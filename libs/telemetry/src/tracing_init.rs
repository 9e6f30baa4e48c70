use std::sync::OnceLock;

use anyhow::Result;
use tracing_subscriber::layer::Layer;
use tracing_subscriber::{EnvFilter, layer::SubscriberExt, util::SubscriberInitExt};

use crate::config::TelemetryConfig;

static INIT: OnceLock<()> = OnceLock::new();

/// Installs the global subscriber once; later calls are no-ops.
pub fn init_tracing(cfg: &TelemetryConfig) -> Result<()> {
    if INIT.get().is_some() {
        return Ok(());
    }

    let fmt_layer = if cfg.json_logs {
        tracing_subscriber::fmt::layer()
            .json()
            .flatten_event(true)
            .with_writer(std::io::stderr)
            .boxed()
    } else {
        tracing_subscriber::fmt::layer()
            .with_writer(std::io::stderr)
            .boxed()
    };

    let env_filter = EnvFilter::try_from_default_env()
        .unwrap_or_else(|_| EnvFilter::new(cfg.default_filter.as_str()));

    // Another subscriber may already be installed (tests, embedding apps).
    tracing_subscriber::registry()
        .with(env_filter)
        .with(fmt_layer)
        .try_init()
        .ok();

    INIT.set(()).ok();
    tracing::debug!(
        service = %cfg.service_name,
        version = %cfg.service_version,
        "telemetry initialised"
    );
    Ok(())
}

pub fn initialised() -> bool {
    INIT.get().is_some()
}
+ + +
▶ **Task brief**
Prepare a faithful transcription of the material above, with nothing altered.

▶ **Finished exercise**
filename libs/telemetry/src/tracing_init.rs
repository 9e6f30baa4e48c70
use std::sync::OnceLock;

use anyhow::Result;
use tracing_subscriber::layer::Layer;
use tracing_subscriber::{EnvFilter, layer::SubscriberExt, util::SubscriberInitExt};

use crate::config::TelemetryConfig;

static INIT: OnceLock<()> = OnceLock::new();

/// Installs the global subscriber once; later calls are no-ops.
pub fn init_tracing(cfg: &TelemetryConfig) -> Result<()> {
    if INIT.get().is_some() {
        return Ok(());
    }

    let fmt_layer = if cfg.json_logs {
        tracing_subscriber::fmt::layer()
            .json()
            .flatten_event(true)
            .with_writer(std::io::stderr)
            .boxed()
    } else {
        tracing_subscriber::fmt::layer()
            .with_writer(std::io::stderr)
            .boxed()
    };

    let env_filter = EnvFilter::try_from_default_env()
        .unwrap_or_else(|_| EnvFilter::new(cfg.default_filter.as_str()));

    // Another subscriber may already be installed (tests, embedding apps).
    tracing_subscriber::registry()
        .with(env_filter)
        .with(fmt_layer)
        .try_init()
        .ok();

    INIT.set(()).ok();
    tracing::debug!(
        service = %cfg.service_name,
        version = %cfg.service_version,
        "telemetry initialised"
    );
    Ok(())
}

pub fn initialised() -> bool {
    INIT.get().is_some()
}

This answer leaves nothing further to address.